Non-coding sequences also account for large proportions of the mt chromosomes of L. entomophila and L. paeta. The non-coding sequences are 8,912 bp and 6,391 bp long, in total, for L. entomophila and L. paeta, and account for 36.72% and 29.29% of the entire length of their mt chromosomes. There are 22 and 13 non-coding sequences that are longer than 100 bp in the mt chromosomes of L. entomophila and L. paeta, respectively. For both L. entomophila and L. paeta, pseudogenes and non-coding sequences are largely on one of the mt chromosomes (chromosome II), whereas coding sequences are on the other chromosome (chromosome I) (Figures 2 and 4). Intriguingly, partial sequences are shared by three or two non-coding regions in L. entomophila and L. paeta. Three non-coding regions (NCRI-1, NCRI-3 and NCRII-2) of L. entomophila, each two of the three share a consistent sequence, and a partial sequence is common in all of the three. In L. paeta, two non-coding regions from mt chromosome II (NCRII-5 and NCRII-10) contain the same 286 bp sequence with two nucleotides change (Figure 5).
Figure 4

The proportion of coding sequence, pseudogene and non-coding sequence in booklice mitochondrial genomes. Species are abbreviated as following: Le, Liposcelis entomophila; LeI, Liposcelis entomophila mt chromosome I; LeII, Liposcelis entomophila mt chromosome II; Lp, Liposcelis paeta; LpI, Liposcelis paeta mt chromosome I; LpII, Liposcelis paeta mt chromosome II; Lb, Liposcelis bostrychophila; LbI, Liposcelis bostrychophila mt chromosome I; LbII, Liposcelis bostrychophila mt chromosome II; Ld, Liposcelis decolor.

Figure 5

Alignment of nucleotide sequences in the non-coding regions of the mitochondrial genomes of Liposcelis entomophila (A) and Liposcelis paeta (B). The green highlight shows the concensus sequence of the three non-coding regions in Liposcelis entomophila (A) and the two in L. paeta (B), yellow shows the concensus sequence of NCRI-1 and NCRII-2, purple shows that of NCRI-3 and NCRII-2 and blue shows that of NCRI-1 and NCRI-3 in L. entomophila (A).

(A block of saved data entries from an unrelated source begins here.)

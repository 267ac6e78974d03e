// Copyright 2023 Google LLC
//
// Licensed under the Apache License, Version 2.0 (the "License");
// you may not use this file except in compliance with the License.
// You may obtain a copy of the License at
//
//      http://www.apache.org/licenses/LICENSE-2.0
//
// Unless required by applicable law or agreed to in writing, software
// distributed under the License is distributed on an "AS IS" BASIS,
// WITHOUT WARRANTIES OR CONDITIONS OF ANY KIND, either express or implied.
// See the License for the specific language governing permissions and
// limitations under the License.

//! Spike supply: dataset replay and the inbound demultiplexer.
//!
//! [`SpikeSource`] replays a TEXT dataset, one `<neuron_id>
//! <timestamp_microseconds>` record per line, `#` comments and blank lines
//! skipped, in timestamp order from a min-heap regardless of file order.
//! [`SpikeMux`] fans externally supplied spikes out to the PE ports that
//! own them, optionally through a latency queue per port.

use crate::error::Error;
use crate::spike::Spike;
use crate::Cycle;
use log::{debug, warn};
use std::cmp::Reverse;
use std::collections::{BinaryHeap, VecDeque};
use std::path::Path;

#[derive(Clone, Copy, Debug, PartialEq, Eq, PartialOrd, Ord)]
struct SpikeRecord {
    timestamp: u64,
    neuron_id: u32,
}

pub struct SpikeSource {
    queue: BinaryHeap<Reverse<SpikeRecord>>,
    neurons_per_pe: u32,
    events_loaded: u64,
    events_sent: u64,
}

impl SpikeSource {
    /// Load a TEXT dataset.
    ///
    /// `time_scale` multiplies file timestamps; with `neuron_offset` > 0
    /// only neuron ids at or above the offset are replayed; `max_events`
    /// of 0 means unlimited. `neurons_per_pe` maps each record to its
    /// owning node as `dst_node = neuron_id / neurons_per_pe`.
    pub fn from_text_file(
        path: &Path,
        neurons_per_pe: u32,
        time_scale: f32,
        neuron_offset: u32,
        max_events: u64,
    ) -> Result<Self, Error> {
        let text = std::fs::read_to_string(path)
            .map_err(|_| Error::FileRead(path.display().to_string()))?;
        let mut queue = BinaryHeap::new();
        let mut loaded = 0u64;
        for (index, line) in text.lines().enumerate() {
            if max_events != 0 && loaded >= max_events {
                break;
            }
            let line = line.trim();
            if line.is_empty() || line.starts_with('#') {
                continue;
            }
            let mut fields = line.split_whitespace();
            let parsed = (
                fields.next().and_then(|f| f.parse::<u32>().ok()),
                fields.next().and_then(|f| f.parse::<u64>().ok()),
            );
            let (Some(neuron_id), Some(timestamp)) = parsed else {
                warn!("{}:{}: malformed record skipped", path.display(), index + 1);
                continue;
            };
            if neuron_offset > 0 && neuron_id < neuron_offset {
                continue;
            }
            let timestamp = (timestamp as f64 * time_scale as f64) as u64;
            queue.push(Reverse(SpikeRecord {
                timestamp,
                neuron_id,
            }));
            loaded += 1;
        }
        debug!("dataset {}: {} events loaded", path.display(), loaded);
        Ok(Self {
            queue,
            neurons_per_pe,
            events_loaded: loaded,
            events_sent: 0,
        })
    }

    #[cfg(test)]
    fn from_records(records: &[(u32, u64)], neurons_per_pe: u32) -> Self {
        let queue = records
            .iter()
            .map(|&(neuron_id, timestamp)| {
                Reverse(SpikeRecord {
                    timestamp,
                    neuron_id,
                })
            })
            .collect::<BinaryHeap<_>>();
        Self {
            events_loaded: queue.len() as u64,
            queue,
            neurons_per_pe,
            events_sent: 0,
        }
    }

    pub fn events_loaded(&self) -> u64 {
        self.events_loaded
    }

    pub fn events_sent(&self) -> u64 {
        self.events_sent
    }

    pub fn finished(&self) -> bool {
        self.queue.is_empty()
    }

    /// Emit every record due at or before `now_us`. Records become spikes
    /// addressed to their own neuron id on the owning node.
    pub fn tick(&mut self, now_us: u64, out: &mut Vec<Spike>) {
        while let Some(Reverse(record)) = self.queue.peek() {
            if record.timestamp > now_us {
                break;
            }
            let Reverse(record) = self.queue.pop().unwrap();
            let dst_node = record.neuron_id / self.neurons_per_pe;
            out.push(Spike::new(
                record.neuron_id,
                record.neuron_id,
                dst_node,
                1.0,
                record.timestamp,
            ));
            self.events_sent += 1;
        }
    }
}

/// Demultiplexes spikes onto per-PE output ports.
///
/// The port is the destination neuron's owning range,
/// `dst_neuron / per_pe_neurons`; the spike's `dst_node` is only trusted
/// when it agrees with that calculation, so a corrupted node id cannot
/// steer a spike into the wrong PE.
pub struct SpikeMux {
    num_ports: usize,
    per_pe_neurons: u64,
    /// 0 disables the bound.
    max_queue_depth: usize,
    /// 0 forwards immediately.
    fwd_latency_cycles: Cycle,
    queues: Vec<VecDeque<(Cycle, Spike)>>,
    forwarded: u64,
    dropped: u64,
    queue_peak: usize,
}

impl SpikeMux {
    pub fn new(num_ports: usize, per_pe_neurons: u64) -> Self {
        Self {
            num_ports,
            per_pe_neurons,
            max_queue_depth: 0,
            fwd_latency_cycles: 0,
            queues: vec![VecDeque::new(); num_ports],
            forwarded: 0,
            dropped: 0,
            queue_peak: 0,
        }
    }

    pub fn with_latency(mut self, cycles: Cycle, max_queue_depth: usize) -> Self {
        self.fwd_latency_cycles = cycles;
        self.max_queue_depth = max_queue_depth;
        self
    }

    pub fn forwarded(&self) -> u64 {
        self.forwarded
    }

    pub fn dropped(&self) -> u64 {
        self.dropped
    }

    pub fn queue_peak(&self) -> usize {
        self.queue_peak
    }

    /// The output port owning a spike's destination, if any.
    pub fn select_port(&self, spike: &Spike) -> Option<usize> {
        if self.per_pe_neurons == 0 || self.num_ports == 0 {
            return None;
        }
        let calculated = (spike.dst_neuron as u64 / self.per_pe_neurons) as usize;
        if calculated >= self.num_ports {
            return None;
        }
        Some(calculated)
    }

    /// Route one spike: forwarded pairs `(port, spike)` are appended to
    /// `out` immediately, or after the forwarding latency on a later
    /// [`tick`](Self::tick). Unroutable spikes and queue overflow are
    /// dropped with a count.
    pub fn route(&mut self, spike: Spike, now: Cycle, out: &mut Vec<(usize, Spike)>) {
        let Some(port) = self.select_port(&spike) else {
            warn!(
                "mux: no port for neuron {} (node {}), spike dropped",
                spike.dst_neuron, spike.dst_node
            );
            self.dropped += 1;
            return;
        };
        if self.fwd_latency_cycles == 0 {
            out.push((port, spike));
            self.forwarded += 1;
            return;
        }
        let queue = &mut self.queues[port];
        if self.max_queue_depth > 0 && queue.len() >= self.max_queue_depth {
            warn!("mux: port {} queue full, spike dropped", port);
            self.dropped += 1;
            return;
        }
        queue.push_back((now + self.fwd_latency_cycles, spike));
        self.queue_peak = self.queue_peak.max(queue.len());
    }

    /// Release everything whose forwarding latency has elapsed.
    pub fn tick(&mut self, now: Cycle, out: &mut Vec<(usize, Spike)>) {
        for (port, queue) in self.queues.iter_mut().enumerate() {
            while let Some(&(ready_at, spike)) = queue.front() {
                if ready_at > now {
                    break;
                }
                queue.pop_front();
                out.push((port, spike));
                self.forwarded += 1;
            }
        }
    }
}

Phylogenetic relationships among species of Psocodea

We analyzed the mt genome sequences with maximum likelihood (ML) method to infer the phylogenetic relationship of L. entomophila, L. paeta, L. bostrychophila, L. decolor and with other species of Psocodea (Figure 6). In the phylogenetic tree, the four Liposcelis species were clustered together with strong support (100% bootstrap values). Within the genus Liposcelis, L. paeta formed a clade with L. bostrychophila; these two species, which were from group D [18], were most closely related to L. entomophila (group A).
Figure 6

Phylogeny from Psocodea mitochondrial genome sequences. Numbers above the left branches show ML bootstrap support values for the phylogenies from nucleotide sequences, the right from amino acid sequences. Only support above 50% is shown. The insects belong to Phthiraptera and Psocoptera are shown in blue and orange frames, respectively. The circles besides names are a schematic representation of the mitochondrial genome organization.

Discussion

Variation in the pattern of multipartite mt genome evolution among the three Liposcelisspecies

While L. decolor has the typical one-chromosome mt genome, like most other insects and animals. L. entomophila, L. paeta and L. bostrychophila have multipartite mt genomes. For these three Liposcelis species, there are extensive variations in the pattern of multipartite mt genome evolution. Firstly, the presence of numerous pseudogenes and non-coding sequences in L. entomophila and L. paeta makes their mt genomes much larger than that of L. bostrychophila (16,463 bp) (Figure 4). Furthermore, the three Liposcelis species that have multipartite mt genomes differ from each other in the distribution of mt genes, pseudogenes, and non-coding sequences between the mt chromosomes. The two mt chromosomes of L. bostrychophila contain nearly equal amounts of genes, pseudogenes and non-coding sequences. For L. entomophila and L. paeta, however, most of the mt genes are on one chromosome, whereas pseudogenes and non-coding sequences are on the other chromosome (Figures 2 and 4). For numerous non-coding sequences, the two mt chromosomes of L. bostrychophila contain the same major non-coding region (NCRI-4 and NCRII-3) [13]. However, three non-coding regions from two chromosomes of L. entomophila share partial sequences and two non-coding regions from mt chromosome II of L. paeta share a 286 bp sequence (Figure 5). For fragmented mt genome of blood-sucking lice [26, 27, 3941] and the rotifers [42, 43], mini-chromosomes usually have similar major non-coding sequences. The arrangement of mt genes varies extensively among the three Liposcelis species; indeed, no gene boundary is shared by the three booklice. The two group-D species, L. paeta and L. bostrychophila, share three gene boundaries, atp8-atp6, cox3-cox1 and nad4-nad1 (Figure 3). Prior to this study, intra-genus variations of mt gene arrangement have been reported in several animal genera, such as Haematopinus[39], Polyplax[40], Brachionus[42], Ciona[44], Phallusia[45], Corallium[46], Schistosoma[47], Leptotrombidium[48, 49], and Dermatophagoides[50]. However, the extent of variation in these genera is much lower than that in the genus Liposcelis.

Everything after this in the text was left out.